Lines from the beginning of the data through the line containing "use std::sync::Arc;" are to be copied exactly, with no other line included.

Segment Start: Data

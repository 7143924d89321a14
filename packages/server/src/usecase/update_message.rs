//! UseCase: メッセージ更新処理（既読化・編集）
//!
//! `PUT /messages/{id}` の 2 つのアクションを扱う。
//!
//! - `markSeen`: `id` は会話相手のユーザー ID。相手から自分宛ての未読を既読にし、
//!   相手に `messagesSeen`、自分の接続に `messagesRead` を push する
//! - `edit`: `id` はメッセージ ID。送信者本人のみ本文を書き換えられ、
//!   受信者に `messageEdited` を push する

use std::sync::Arc;

use hanashi_shared::protocol::{UpdateMessageRequest, action};

use crate::domain::{Message, MessageId, MessageRepository, MessageText, UserId};

use super::{error::UpdateMessageError, event_router::EventRouter};

/// Result of a successful update.
#[derive(Debug, Clone, PartialEq, Eq)]
pub enum UpdateOutcome {
    /// Number of messages that flipped to seen.
    MarkedSeen(usize),
    /// The message after the edit.
    Edited(Message),
}

/// メッセージ更新のユースケース
pub struct UpdateMessageUseCase {
    messages: Arc<dyn MessageRepository>,
    router: Arc<EventRouter>,
}

impl UpdateMessageUseCase {
    pub fn new(messages: Arc<dyn MessageRepository>, router: Arc<EventRouter>) -> Self {
        Self { messages, router }
    }

    /// Dispatch on `request.action`.
    pub async fn execute(
        &self,
        caller: &UserId,
        id: String,
        request: UpdateMessageRequest,
    ) -> Result<UpdateOutcome, UpdateMessageError> {
        let Some(kind) = request.action.filter(|a| !a.is_empty()) else {
            return Err(UpdateMessageError::ActionRequired);
        };
        match kind.as_str() {
            action::MARK_SEEN => {
                let peer = UserId::new(id).map_err(UpdateMessageError::InvalidId)?;
                self.mark_seen(caller, &peer)
                    .await
                    .map(UpdateOutcome::MarkedSeen)
            }
            action::EDIT => {
                let id = MessageId::new(id).map_err(UpdateMessageError::InvalidId)?;
                let text = match request.text {
                    Some(text) if !text.trim().is_empty() => {
                        MessageText::new(text).map_err(UpdateMessageError::InvalidContent)?
                    }
                    _ => return Err(UpdateMessageError::TextRequired),
                };
                self.edit(caller, &id, text).await.map(UpdateOutcome::Edited)
            }
            other => Err(UpdateMessageError::InvalidAction(other.to_string())),
        }
    }

    /// Mark every unseen message from `peer` to `caller` as seen.
    ///
    /// Both notifications are pushed even when nothing changed, so a second
    /// session of the caller still converges.
    pub async fn mark_seen(
        &self,
        caller: &UserId,
        peer: &UserId,
    ) -> Result<usize, UpdateMessageError> {
        let updated = self.messages.mark_seen(peer, caller).await?;
        tracing::debug!(
            "User '{}' marked {} message(s) from '{}' as seen",
            caller,
            updated,
            peer
        );

        self.router.messages_seen(peer, caller).await;
        self.router.messages_read(peer, caller).await;

        Ok(updated)
    }

    /// Replace the text of message `id`; only its sender may do so.
    pub async fn edit(
        &self,
        caller: &UserId,
        id: &MessageId,
        text: MessageText,
    ) -> Result<Message, UpdateMessageError> {
        let mut message = self
            .messages
            .find_by_id(id)
            .await?
            .ok_or_else(|| UpdateMessageError::MessageNotFound(id.as_str().to_string()))?;

        message.edit(caller, text)?;
        self.messages.update(message.clone()).await?;

        self.router.message_edited(&message).await;

        Ok(message)
    }
}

Segment End: Data

(Expected output)
repository 7143924d89321a14
filename packages/server/src/usecase/update_message.rs
//! UseCase: メッセージ更新処理（既読化・編集）
//!
//! `PUT /messages/{id}` の 2 つのアクションを扱う。
//!
//! - `markSeen`: `id` は会話相手のユーザー ID。相手から自分宛ての未読を既読にし、
//!   相手に `messagesSeen`、自分の接続に `messagesRead` を push する
//! - `edit`: `id` はメッセージ ID。送信者本人のみ本文を書き換えられ、
//!   受信者に `messageEdited` を push する

use std::sync::Arc;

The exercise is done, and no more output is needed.